Whatever happened to 'Til Tuesday? Powered by platinum-haired frontwoman Aimee Mann's sultry voice, poignant lyrics, and tough bass playing, the band's debut album and its title single, "Voices Carry," sky-rocketed the Boston quartet to mid-'80s stardom. Now, four years after the band's demise, Mann has resurfaced with Whatever, her Imago solo debut. A richly varied pop project with a definite Beatles/Byrds flavor, the album boasts powerful tunes, abundant vocal harmonies, and memorable guitar hooks from Mann, producer Jon Brion, and guest jangler Roger McGuinn.
Clever yet powerful lyrics are Mann's strong suit. She argues that the state of rock songwriting suffers from the willingness of many writers to regurgitate worn-out, second-hand imagery, illustrating her point with examples drawn from the "must avoid" section of her well-worn notebook.

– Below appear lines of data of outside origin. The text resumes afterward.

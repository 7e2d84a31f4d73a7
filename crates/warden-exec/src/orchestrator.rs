//! The plan orchestrator — sequences approved steps through the engine.
//!
//! Each approved plan becomes one [`ExecutionStatus`] record driven by a
//! spawned task. Steps run strictly in ordinal order, the first failure
//! fails the whole execution (fail-fast), and abort is cooperative: the
//! cancellation flag is checked between steps, so a step already in flight
//! finishes and is recorded, but nothing after it ever starts.
//!
//! Status is built for polling: snapshots are cheap clones, and once an
//! execution reaches a terminal state its snapshot never changes again.

use dashmap::DashMap;
use dashmap::mapref::entry::Entry;
use std::sync::Arc;
use tracing::{info, warn};
use warden_core::{ExecutionId, Plan, PlanId, StepId, StepStatus};

use crate::engine::{CommandOutcome, CommandRunner};
use crate::error::{ExecError, ExecResult};
use crate::execution::{CompletedStep, ExecutionHandle, ExecutionState, ExecutionStatus};

/// Tracks executions and enforces the one-live-execution-per-plan rule.
///
/// Independent plans (and ad hoc commands) execute concurrently without
/// coordination; only same-plan starts are rejected.
pub struct PlanOrchestrator {
    runner: Arc<dyn CommandRunner>,
    executions: DashMap<ExecutionId, Arc<ExecutionHandle>>,
    live_plans: DashMap<PlanId, ExecutionId>,
}

impl PlanOrchestrator {
    /// Create an orchestrator running commands through `runner`.
    #[must_use]
    pub fn new(runner: Arc<dyn CommandRunner>) -> Self {
        Self {
            runner,
            executions: DashMap::new(),
            live_plans: DashMap::new(),
        }
    }

    /// Start executing an approved plan. Returns as soon as the execution is
    /// created and running; callers observe progress through
    /// [`Self::status`].
    ///
    /// # Errors
    ///
    /// Returns [`ExecError::PlanAlreadyRunning`] if the plan already has a
    /// non-terminal execution — rejected, not queued.
    pub fn start(&self, plan: Plan) -> ExecResult<ExecutionId> {
        let execution_id = ExecutionId::new();
        let handle = Arc::new(ExecutionHandle::new(ExecutionStatus::new(
            execution_id,
            Some(plan.id),
            plan.len(),
        )));
        self.executions.insert(execution_id, Arc::clone(&handle));

        // The entry guard makes check-and-claim atomic against concurrent
        // starts for the same plan.
        match self.live_plans.entry(plan.id) {
            Entry::Occupied(mut occupied) => {
                let existing = *occupied.get();
                let live = self
                    .executions
                    .get(&existing)
                    .is_some_and(|h| !h.snapshot().state.is_terminal());
                if live {
                    self.executions.remove(&execution_id);
                    return Err(ExecError::PlanAlreadyRunning {
                        plan_id: plan.id,
                        execution_id: existing,
                    });
                }
                occupied.insert(execution_id);
            },
            Entry::Vacant(vacant) => {
                vacant.insert(execution_id);
            },
        }

        info!(execution_id = %execution_id, plan_id = %plan.id, steps = plan.len(), "execution started");
        let runner = Arc::clone(&self.runner);
        tokio::spawn(run_plan(runner, handle, plan));
        Ok(execution_id)
    }

    /// Run a single approved command as a one-step execution with no plan
    /// reference, awaited to completion by the caller.
    ///
    /// A spawn failure is folded into the outcome (`success = false`,
    /// `exit_code = -1`) so execution errors stay normal terminal outcomes.
    pub async fn execute_command(&self, command_text: &str) -> (ExecutionId, CommandOutcome) {
        let execution_id = ExecutionId::new();
        let step_id = StepId::new();
        let handle = Arc::new(ExecutionHandle::new(ExecutionStatus::new(
            execution_id,
            None,
            1,
        )));
        self.executions.insert(execution_id, Arc::clone(&handle));
        handle.update(|s| s.step_statuses[0] = StepStatus::Running);

        let outcome = match self.runner.run(command_text).await {
            Ok(outcome) => outcome,
            Err(e) => {
                warn!(execution_id = %execution_id, error = %e, "command could not be spawned");
                CommandOutcome {
                    success: false,
                    stdout: String::new(),
                    stderr: e.to_string(),
                    exit_code: -1,
                    duration_ms: 0,
                }
            },
        };

        let preview = outcome.preview();
        let success = outcome.success;
        handle.update(|s| {
            s.completed_steps.push(CompletedStep {
                step_id,
                success,
                output_preview: preview,
            });
            s.current_step = 1;
            s.step_statuses[0] = if success {
                StepStatus::Success
            } else {
                StepStatus::Failed
            };
            s.state = if success {
                ExecutionState::Completed
            } else {
                ExecutionState::Failed
            };
        });
        info!(execution_id = %execution_id, success, exit_code = outcome.exit_code, "command execution finished");
        (execution_id, outcome)
    }

    /// A pure, repeatable status read — safe to poll on a tight interval.
    ///
    /// # Errors
    ///
    /// Returns [`ExecError::ExecutionNotFound`] for an unknown id.
    pub fn status(&self, execution_id: ExecutionId) -> ExecResult<ExecutionStatus> {
        self.executions
            .get(&execution_id)
            .map(|h| h.snapshot())
            .ok_or(ExecError::ExecutionNotFound { execution_id })
    }

    /// Request cooperative abort: no step after the current one will start.
    /// A step already in flight finishes and is recorded.
    ///
    /// # Errors
    ///
    /// [`ExecError::ExecutionNotFound`] for an unknown id;
    /// [`ExecError::AlreadyTerminal`] when the execution already finished.
    pub fn abort(&self, execution_id: ExecutionId) -> ExecResult<()> {
        let handle = self
            .executions
            .get(&execution_id)
            .ok_or(ExecError::ExecutionNotFound { execution_id })?;
        let state = handle.snapshot().state;
        if state.is_terminal() {
            return Err(ExecError::AlreadyTerminal {
                execution_id,
                state,
            });
        }
        info!(execution_id = %execution_id, "abort requested");
        handle.cancel.cancel();
        Ok(())
    }

    /// The live execution for a plan, if one exists.
    #[must_use]
    pub fn live_execution(&self, plan_id: PlanId) -> Option<ExecutionId> {
        let execution_id = *self.live_plans.get(&plan_id)?;
        let live = self
            .executions
            .get(&execution_id)
            .is_some_and(|h| !h.snapshot().state.is_terminal());
        live.then_some(execution_id)
    }
}

impl std::fmt::Debug for PlanOrchestrator {
    fn fmt(&self, f: &mut std::fmt::Formatter<'_>) -> std::fmt::Result {
        f.debug_struct("PlanOrchestrator")
            .field("executions", &self.executions.len())
            .finish_non_exhaustive()
    }
}

/// Drive one plan to a terminal state, step by step.
async fn run_plan(runner: Arc<dyn CommandRunner>, handle: Arc<ExecutionHandle>, plan: Plan) {
    for (index, step) in plan.steps.iter().enumerate() {
        // Cooperative abort: checked before each step, never mid-step.
        if handle.cancel.is_cancelled() {
            handle.update(|s| s.state = ExecutionState::Aborted);
            info!(plan_id = %plan.id, step = index, "execution aborted between steps");
            return;
        }

        handle.update(|s| s.step_statuses[index] = StepStatus::Running);

        let (success, preview) = match runner.run(&step.command.text).await {
            Ok(outcome) => (outcome.success, outcome.preview()),
            Err(e) => (false, format!("failed to spawn: {e}")),
        };

        handle.update(|s| {
            s.completed_steps.push(CompletedStep {
                step_id: step.id,
                success,
                output_preview: preview,
            });
            s.current_step = s.completed_steps.len();
            s.step_statuses[index] = if success {
                StepStatus::Success
            } else {
                StepStatus::Failed
            };
            if !success {
                s.state = ExecutionState::Failed;
            }
        });

        if !success {
            warn!(plan_id = %plan.id, step_id = %step.id, number = step.number, "step failed; execution fails fast");
            return;
        }
    }

    handle.update(|s| s.state = ExecutionState::Completed);
    info!(plan_id = %plan.id, "execution completed");
}
//! Scope addressing for knowledge-base documents.
//!
//! Documents hang off a three-level hierarchy: an act, optionally a scene
//! within it, optionally a beat within that. Each level gets its own
//! directory subtree, so act-level and scene-level documents with the same
//! name never collide.

use serde::{Deserialize, Serialize};
use std::fmt;
use std::path::PathBuf;

use crate::error::{KbError, KbResult};

/// Where a document lives: an act, a scene, or a beat.
#[derive(Debug, Clone, PartialEq, Eq, Serialize, Deserialize)]
pub struct KbScope {
    /// The act id. Always present.
    pub act: String,
    /// The scene id, for scene- and beat-level scopes.
    #[serde(default, skip_serializing_if = "Option::is_none")]
    pub scene: Option<String>,
    /// The beat id, for beat-level scopes. Requires a scene.
    #[serde(default, skip_serializing_if = "Option::is_none")]
    pub beat: Option<String>,
}

impl KbScope {
    /// An act-level scope.
    ///
    /// # Errors
    ///
    /// Rejects segments that are empty or contain `/`, `\`, or `..`.
    pub fn act(act: impl Into<String>) -> KbResult<Self> {
        let act = act.into();
        validate_segment(&act)?;
        Ok(Self {
            act,
            scene: None,
            beat: None,
        })
    }

    /// A scene-level scope.
    ///
    /// # Errors
    ///
    /// Rejects segments that are empty or contain `/`, `\`, or `..`.
    pub fn scene(act: impl Into<String>, scene: impl Into<String>) -> KbResult<Self> {
        let mut scope = Self::act(act)?;
        let scene = scene.into();
        validate_segment(&scene)?;
        scope.scene = Some(scene);
        Ok(scope)
    }

    /// A beat-level scope.
    ///
    /// # Errors
    ///
    /// Rejects segments that are empty or contain `/`, `\`, or `..`.
    pub fn beat(
        act: impl Into<String>,
        scene: impl Into<String>,
        beat: impl Into<String>,
    ) -> KbResult<Self> {
        let mut scope = Self::scene(act, scene)?;
        let beat = beat.into();
        validate_segment(&beat)?;
        scope.beat = Some(beat);
        Ok(scope)
    }

    /// Re-validate every segment. Deserialized scopes go through this before
    /// touching the filesystem.
    pub(crate) fn validate(&self) -> KbResult<()> {
        validate_segment(&self.act)?;
        if let Some(scene) = &self.scene {
            validate_segment(scene)?;
        }
        match &self.beat {
            Some(_) if self.scene.is_none() => Err(KbError::InvalidScope {
                segment: self.act.clone(),
                reason: "a beat scope requires a scene",
            }),
            Some(beat) => validate_segment(beat),
            None => Ok(()),
        }
    }

    /// The scope's directory relative to the store root:
    /// `acts/<act>[/scenes/<scene>[/beats/<beat>]]`.
    pub(crate) fn relative_root(&self) -> PathBuf {
        let mut root = PathBuf::from("acts");
        root.push(&self.act);
        if let Some(scene) = &self.scene {
            root.push("scenes");
            root.push(scene);
            if let Some(beat) = &self.beat {
                root.push("beats");
                root.push(beat);
            }
        }
        root
    }
}

impl fmt::Display for KbScope {
    fn fmt(&self, f: &mut fmt::Formatter<'_>) -> fmt::Result {
        write!(f, "{}", self.act)?;
        if let Some(scene) = &self.scene {
            write!(f, "/{scene}")?;
        }
        if let Some(beat) = &self.beat {
            write!(f, "/{beat}")?;
        }
        Ok(())
    }
}

fn validate_segment(segment: &str) -> KbResult<()> {
    if segment.trim().is_empty() {
        return Err(KbError::InvalidScope {
            segment: segment.to_string(),
            reason: "must be non-empty",
        });
    }
    if segment.contains('/') || segment.contains('\\') || segment.contains("..") {
        return Err(KbError::InvalidScope {
            segment: segment.to_string(),
            reason: "must not contain path separators or '..'",
        });
    }
    Ok(())
}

Most lyricists don't want to write meaningful stuff; they want to write stuff that sounds meaningful, which is a different thing altogether. They rely too much on the standard rock cliches. Good writers turn the cliches around, so at least you know they've thought about it, rather than saying, "Well, I've heard this 800,000 times, so it must be good!" I try to avoid certain images that I feel have been done to death, like:
* Weather and the elements. Rain, storms, clouds, snow. If one more person prays for rain, I'll scream.
* Geography. Mountains, rivers, valleys, streams, oceans. Usually someone is crossing or climbing one or more of these to get to his or her love.
* Any reference to angels or hearts.
* Traveling or rambling from town to town. Either in a train or car with your baby, or alone, searching for or running away from your baby.
* Use of the word baby.
* Gambling. Rolling of the dice in any way, shape, or form. Ace of spades, queen of hearts, etc.
* Weapons. Usually guns or knives.
Many of these cliches were originally written by great writers, but now they're misused over and over again. I'm guilty of some of them myself. I don't consider myself a great writer, but I would like to think that I can at least proofread.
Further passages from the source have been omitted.